Most of the time you can avoid the need to put full weight by simply
holding the bar while entering or exiting the shower. I use the bar as
a device for balance, not keeping from hitting the ground. Pound in a
16d nail about a third of the way and bend it over and it will prevent
some falls just by holding the nail to steady yourself.
For a couple of years in my old fiberglass showers we used the suction
cop bars and they were a big help.
On Thursday, November 24, 2016 at 7:51:05 PM UTC-5, Ed Pawlowski wrote:
Didn't we just go through this a few months ago?
"Most of the time you can avoid the need to put full weight..."
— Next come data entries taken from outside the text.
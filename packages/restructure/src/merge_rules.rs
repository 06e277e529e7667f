use crate::utils::{add_selectors, is_equal_declarations, stop_if, unsafe_to_skip_node};
use csspress_syntax::{walk_rules, NodeId, Tree};
use std::collections::HashSet;
use std::ops::ControlFlow;
use tracing::{debug, instrument};

/// Pull following rules with the same selector or the same declarations into
/// the current rule, scanning forward through the window that is safe to cross.
#[instrument(skip(tree))]
pub fn merge_rules(tree: &mut Tree) {
    let mut merged = 0usize;
    walk_rules(tree, false, |tree, ctx| {
        merged += merge_following(tree, ctx.item);
    });
    debug!(merged, "Rules merged forward");
}

fn merge_following(tree: &mut Tree, item: NodeId) -> usize {
    let Some(rule) = tree.rule(item) else {
        return 0;
    };
    let block = rule.block;
    let signature = rule.pseudo_signature.clone();
    let first_marker = rule.prelude.first().map(|selector| selector.compare_marker.clone());

    let mut skipped: HashSet<String> = HashSet::new();
    let mut merged = 0;

    tree.next_until(item, |tree, next| {
        // Selectors joined earlier in this scan are part of the window check
        let Some(selectors) = tree.rule(item).map(|rule| &rule.prelude) else {
            return ControlFlow::Break(());
        };
        let Some(next_rule) = tree.rule(next) else {
            return stop_if(unsafe_to_skip_node(tree, next, selectors));
        };
        if next_rule.pseudo_signature != signature {
            return ControlFlow::Break(());
        }

        let next_block = next_rule.block;
        let Some(next_first) = next_rule.prelude.first() else {
            return ControlFlow::Continue(());
        };
        if skipped.contains(&next_first.compare_marker) {
            return ControlFlow::Break(());
        }

        let same_selector = selectors.len() == 1
            && selectors.first().map(|selector| selector.id.as_str()) == Some(next_first.id.as_str());
        let next_marker = next_first.compare_marker.clone();
        let next_prelude = next_rule.prelude.clone();

        if same_selector {
            tree.append_children(block, next_block);
            tree.detach(next);
            merged += 1;
            return ControlFlow::Continue(());
        }

        if is_equal_declarations(tree, block, next_block) {
            if let Some(rule) = tree.rule_mut(item) {
                add_selectors(&mut rule.prelude, &next_prelude);
            }
            tree.detach(next);
            merged += 1;
            return ControlFlow::Continue(());
        }

        if first_marker.as_deref() == Some(next_marker.as_str()) {
            return ControlFlow::Break(());
        }
        skipped.insert(next_marker);
        ControlFlow::Continue(())
    });

    merged
}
Sure, when you are intentionally trying to avoid putting full weight on it.
The problem comes when you reflexively need to put full weight on it and
your eyes/brain expect the bar to be secure. You don't even consider
another option because the bar is there. The bar with the suction cups.
No thanks. I'd rather do without.
Yes, we did; I was wondering how long before you'd disagree. IMO, going
without any aid is dumb if you can have something that will prevent a
fall or slip. Have you ever used a suction cup bar? They are pretty
damned strong and reliable. I also think I'm a decade or two older than
you and can better appreciate an aid to prevent a slip so that full
pressure is never needed.
As stated, even a bent nail can prevent a fall as it will steady you.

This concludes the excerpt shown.